Fri, 30 May 1997

PDI, PPP struggle to field election scrutineers

JAKARTA (JP): The Indonesian Democratic Party (PDI), doomed to fail in the election because of its unpopular government-backed leadership, struggled to field scrutineers at polling stations yesterday.

The United Development Party (PPP) was reported to be a few scrutineers short, while the dominant Golkar had scrutineers at every station.

Under electoral law, polling station officials must seek community volunteers to scrutinize ballot counting if the parties fail to field their own scrutineers.

Officials said ballot counting proceeded at many polling stations without PDI scrutineers.

In Surabaya, where supporters of the two PDI factions had often fought in the streets, only one of the 12 polling stations visited by governor Basofi Soedirman had a PDI scrutineer.

Basofi, who chairs the East Java provincial electoral committee, said that many PDI supporters had been too afraid of violence to act as scrutineers.

East Java PDI chief Dimmy Haryanto said earlier there was no way he could provide scrutineers for the province's 52,000 polling stations.

He told the government that polling station officials should seek volunteers to scrutinize ballot counting on behalf of the PDI.

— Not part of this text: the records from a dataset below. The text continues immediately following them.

use contour::ContourBuilder;

use crate::HeatmapError;

use super::HeatmapGrid;

/// Region of the grid whose interpolated value lies in `[min, max)`.
#[derive(Debug, Clone, PartialEq)]
pub struct Band {
    pub min: f64,
    pub max: f64,
    pub polygons: Vec<Vec<(f64, f64)>>,
}

impl HeatmapGrid {
    /// Trace the areas between consecutive `thresholds` (ascending) as polygons
    /// in grid coordinates. Pass [`crate::quality::SIX_TIER_EDGES`] for one band
    /// per quality tier.
    pub fn quality_zones(&self, thresholds: &[f64], smooth: bool) -> Result<Vec<Band>, HeatmapError> {
        let width = self.width();
        let height = self.height();
        if thresholds.len() < 2 || width < 2 || height < 2 {
            return Ok(vec![]);
        }

        let raster = self.values.iter().flatten().copied().collect::<Vec<f64>>();

        let ((min_x, min_y), (max_x, max_y)) = self.corners;
        let step_x = (max_x - min_x) / (width - 1) as f64;
        let step_y = (max_y - min_y) / (height - 1) as f64;

        // traced vertices are in cell units
        let result_coord_to_domain = |x: f64, y: f64| {
            (
                (min_x + x * step_x).clamp(min_x, max_x),
                (min_y + y * step_y).clamp(min_y, max_y),
            )
        };

        let bands = ContourBuilder::new(width, height, smooth)
            .isobands(&raster, thresholds)
            .map_err(|e| HeatmapError::Vectorization(e.to_string()))?;

        Ok(bands
            .iter()
            .map(|band| {
                let polygons = band
                    .geometry()
                    .iter()
                    .map(|polygon| {
                        polygon
                            .exterior()
                            .0
                            .iter()
                            .map(|coord| result_coord_to_domain(coord.x, coord.y))
                            .collect::<Vec<_>>()
                    })
                    .collect::<Vec<_>>();

                Band {
                    min: band.min_v(),
                    max: band.max_v(),
                    polygons,
                }
            })
            .collect())
    }
}
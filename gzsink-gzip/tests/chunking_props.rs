//! However the input is split into writes, the stream decodes to the
//! concatenation and the trailer matches a reference CRC.

mod common;

use common::{RecordingChild, gunzip};
use gzsink_gzip::framer::FrameFooter;
use gzsink_gzip::{GzipSink, GzipSinkConfig};
use proptest::prelude::*;

fn compress_in_chunks(input: &[u8], cuts: &[usize], level: u8, capacity: usize) -> Vec<u8> {
    let child = RecordingChild::new();
    let config = GzipSinkConfig::default()
        .level(level)
        .buffer_capacity(capacity)
        .low_water_mark(capacity / 8);
    let mut sink = GzipSink::open(child.clone(), config).unwrap();

    let mut start = 0;
    for &cut in cuts {
        let end = cut.min(input.len()).max(start);
        assert_eq!(sink.write(&input[start..end]), (end - start) as i64);
        start = end;
    }
    assert_eq!(sink.write(&input[start..]), (input.len() - start) as i64);
    sink.finish().unwrap();
    child.bytes()
}

proptest! {
    #![proptest_config(ProptestConfig::with_cases(48))]

    #[test]
    fn prop_any_chunking_roundtrips(
        input in proptest::collection::vec(any::<u8>(), 0..20_000),
        mut cuts in proptest::collection::vec(0usize..20_000, 0..16),
        level in 0u8..=9,
        capacity in 64usize..4096,
    ) {
        cuts.sort_unstable();
        let gz = compress_in_chunks(&input, &cuts, level, capacity);

        prop_assert_eq!(gunzip(&gz), input.clone());
        let footer = FrameFooter::parse_tail(&gz).unwrap();
        prop_assert_eq!(footer.crc, crc32fast::hash(&input));
        prop_assert_eq!(footer.isize, input.len() as u32);
    }

    #[test]
    fn prop_repetitive_input_shrinks(
        unit in proptest::collection::vec(any::<u8>(), 1..32),
        repeats in 200usize..2000,
    ) {
        let input: Vec<u8> = unit.iter().copied().cycle().take(unit.len() * repeats).collect();
        let gz = compress_in_chunks(&input, &[], 6, 1024);
        prop_assert!(gz.len() < input.len());
    }
}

Basofi, a famous Dangdut folk singer, said people loyal to the PDI's deposed leader, Megawati Soekarnoputri, might have terrorized rival PDI supporters to stop them acting as scrutineers.

Megawati, barred from standing for election, announced last Thursday that she would not vote in the election because she had lost the party's chair to Soerjadi in an illegal congress. Many of her loyalists have followed her example.

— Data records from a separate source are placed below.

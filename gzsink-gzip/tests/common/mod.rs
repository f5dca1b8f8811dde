//! Shared test children.

#![allow(dead_code)]

use flate2::read::GzDecoder;
use gzsink_core::ChildWriter;
use std::io::{self, Read};
use std::sync::{Arc, Mutex, MutexGuard};

/// What a [`RecordingChild`] has seen.
#[derive(Debug, Default)]
pub struct Record {
    pub bytes: Vec<u8>,
    pub write_calls: usize,
    pub destroy_calls: usize,
    /// Calls with this index or later fail.
    pub fail_from: Option<usize>,
    /// Accept at most this many bytes per call.
    pub short_limit: Option<usize>,
}

/// A child that records every call, shareable across the session boundary.
#[derive(Debug, Clone, Default)]
pub struct RecordingChild(Arc<Mutex<Record>>);

impl RecordingChild {
    pub fn new() -> Self {
        Self::default()
    }

    /// Fail every write from call index `n` on (0 is the header).
    pub fn failing_from(n: usize) -> Self {
        let child = Self::default();
        child.record().fail_from = Some(n);
        child
    }

    /// Accept at most `limit` bytes per write.
    pub fn short(limit: usize) -> Self {
        let child = Self::default();
        child.record().short_limit = Some(limit);
        child
    }

    pub fn record(&self) -> MutexGuard<'_, Record> {
        self.0.lock().unwrap()
    }

    pub fn bytes(&self) -> Vec<u8> {
        self.record().bytes.clone()
    }

    pub fn boxed(&self) -> Box<dyn ChildWriter + Send> {
        Box::new(self.clone())
    }
}

impl ChildWriter for RecordingChild {
    fn write(&mut self, buf: &[u8]) -> io::Result<usize> {
        let mut rec = self.record();
        let call = rec.write_calls;
        rec.write_calls += 1;

        if rec.fail_from.is_some_and(|n| call >= n) {
            return Err(io::Error::new(io::ErrorKind::BrokenPipe, "downstream closed"));
        }
        let n = rec.short_limit.map_or(buf.len(), |l| l.min(buf.len()));
        rec.bytes.extend_from_slice(&buf[..n]);
        Ok(n)
    }

    fn destroy(&mut self) -> io::Result<()> {
        self.record().destroy_calls += 1;
        Ok(())
    }
}

/// Decode a complete gzip member with flate2.
pub fn gunzip(data: &[u8]) -> Vec<u8> {
    let mut out = Vec::new();
    GzDecoder::new(data)
        .read_to_end(&mut out)
        .expect("valid gzip member");
    out
}

/// Deterministic, moderately compressible test data.
pub fn corpus(size: usize) -> Vec<u8> {
    let mut state: u32 = 0x1234_5678;
    (0..size)
        .map(|i| {
            state ^= state << 13;
            state ^= state >> 17;
            state ^= state << 5;
            if i % 4 == 0 {
                state as u8
            } else {
                b"streaming gzip sink "[i % 20]
            }
        })
        .collect()
}
//! Session throughput across write sizes and thread counts.

use criterion::{BenchmarkId, Criterion, Throughput, criterion_group, criterion_main};
use gzsink_gzip::{GzipSink, GzipSinkConfig, IoChild};
use std::hint::black_box;

fn log_like(size: usize) -> Vec<u8> {
    let mut data = Vec::with_capacity(size);
    let mut i = 0u64;
    while data.len() < size {
        data.extend_from_slice(
            format!("2026-01-01T00:00:{:02}Z INFO request id={} status=200\n", i % 60, i).as_bytes(),
        );
        i += 1;
    }
    data.truncate(size);
    data
}

fn bench_write_sizes(c: &mut Criterion) {
    let mut group = c.benchmark_group("gzip_sink_writes");
    let input = log_like(4 * 1024 * 1024);
    group.throughput(Throughput::Bytes(input.len() as u64));

    for chunk in [512usize, 16 * 1024, 1024 * 1024] {
        group.bench_with_input(BenchmarkId::new("chunk", chunk), &chunk, |b, &chunk| {
            b.iter(|| {
                let config = GzipSinkConfig::default().threads(1);
                let mut sink = GzipSink::open(IoChild::new(std::io::sink()), config).unwrap();
                for piece in input.chunks(chunk) {
                    black_box(sink.write(piece));
                }
                black_box(sink.finish().unwrap())
            });
        });
    }

    group.finish();
}

fn bench_threads(c: &mut Criterion) {
    let mut group = c.benchmark_group("gzip_sink_threads");
    let input = log_like(16 * 1024 * 1024);
    group.throughput(Throughput::Bytes(input.len() as u64));

    for threads in [1usize, 2, 4, 8] {
        group.bench_with_input(BenchmarkId::new("threads", threads), &threads, |b, &threads| {
            b.iter(|| {
                // Each iteration opens and closes the only session, so the
                // backend is rebuilt with this thread count.
                let config = GzipSinkConfig::default().threads(threads);
                let mut sink = GzipSink::open(IoChild::new(std::io::sink()), config).unwrap();
                black_box(sink.write(&input));
                black_box(sink.finish().unwrap())
            });
        });
    }

    group.finish();
}

criterion_group!(benches, bench_write_sizes, bench_threads);
criterion_main!(benches);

There were no PDI scrutineers at the 731 polling stations in the mayoralty of Yogyakarta, according to the local electoral committee.

This contradicted a statement by the Yogyakarta deputy electoral chief Col. AR Gaffar that all three parties had selected scrutineers for every polling station.

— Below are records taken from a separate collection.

//! # GzSink Core
//!
//! Core components for the GzSink compressing write adapter.
//!
//! This crate provides the pieces every other layer builds on:
//!
//! - [`crc`]: CRC-32 checksum with incremental update and combination
//! - [`traits`]: child writer, write source, and streaming codec contracts
//! - [`error`]: Error types
//!
//! ## Architecture
//!
//! GzSink is designed as a layered stack:
//!
//! ```text
//! ┌─────────────────────────────────────────────────────────┐
//! │ L4: Front end                                           │
//! │     gzsink CLI                                          │
//! ├─────────────────────────────────────────────────────────┤
//! │ L3: Container                                           │
//! │     gzip framer, streaming compression adapter          │
//! ├─────────────────────────────────────────────────────────┤
//! │ L2: Codec                                               │
//! │     flate2 deflate, parallel block codec, backend       │
//! ├─────────────────────────────────────────────────────────┤
//! │ L1: Core (this crate)                                   │
//! │     CRC-32, traits, errors                              │
//! └─────────────────────────────────────────────────────────┘
//! ```
//!
//! ## Example
//!
//! ```rust
//! use gzsink_core::crc::Crc32;
//!
//! let mut crc = Crc32::new();
//! crc.update(b"hello ");
//! crc.update(b"world");
//! assert_eq!(crc.value(), Crc32::compute(b"hello world"));
//! ```

#![warn(missing_docs)]
#![warn(clippy::all)]
#![allow(clippy::module_name_repetitions)]

pub mod crc;
pub mod error;
pub mod traits;

// Re-exports for convenience
pub use crc::Crc32;
pub use error::{GzSinkError, Result};
pub use traits::{
    ChildWriter, CompressStatus, CompressionLevel, Compressor, FlushMode, WriteSource,
};

/// Prelude module for convenient imports.
pub mod prelude {
    pub use crate::crc::Crc32;
    pub use crate::error::{GzSinkError, Result};
    pub use crate::traits::{ChildWriter, CompressionLevel, Compressor, WriteSource};
}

In Yogyakarta's regencies, the PPP and PDI fielded few scrutineers.

Only 448 scrutineers, mostly Golkar's, had been registered with the local government to cover the 1,344 polling stations in Sleman regency. In Gunungkidul, only 710 people had been registered to scrutinize ballot counting at 1,237 stations.

The absence of PDI scrutineers was obvious in Jakarta, with none turning up at the 10 polling stations near the governor's office.

Pradjoko of the South Jakarta electoral committee, which ran 2,737 stations, said the stations lacked 178 scrutineers: 69 from PPP and 109 from PDI. There were only 12 PDI scrutineers at the 31 polling stations in Senayan.

In East Flores, East Nusa Tenggara, about 200 PDI cadres protested that the local electoral committee had made it hard for the party to field scrutineers. They threatened to protest again in the regency's capital of Larantuka today.

PPP chief Ismail Hasan Metareum claimed that his party had had trouble registering scrutineers in some areas.

In Wonogiri, Central Java, at least 140 PPP scrutineers quit after local authorities threatened to make their future administrative dealings difficult, Antara reported.

The news agency quoted the PPP Semarang chapter's deputy secretary, Harminto Agustono, as saying that party officials told Wonogiri officials that they would take the case to Jakarta.

Electoral committee members said there were few PDI scrutineers at polling stations in Semarang.

In Bandung, PPP officials protested that the regent had slashed the party's number of scrutineers from 2,000 to 1,000, who had to cover the regency's 4,979 polling stations.

West Java Governor R. Nuriana blamed this shortfall on the PPP.

"According to the rules, it (the PPP) should have proposed its scrutineers long before the election began," he said after inspecting polling stations in the towns of Tasikmalaya and Serang from a helicopter. (pan/12/aan/yac/har)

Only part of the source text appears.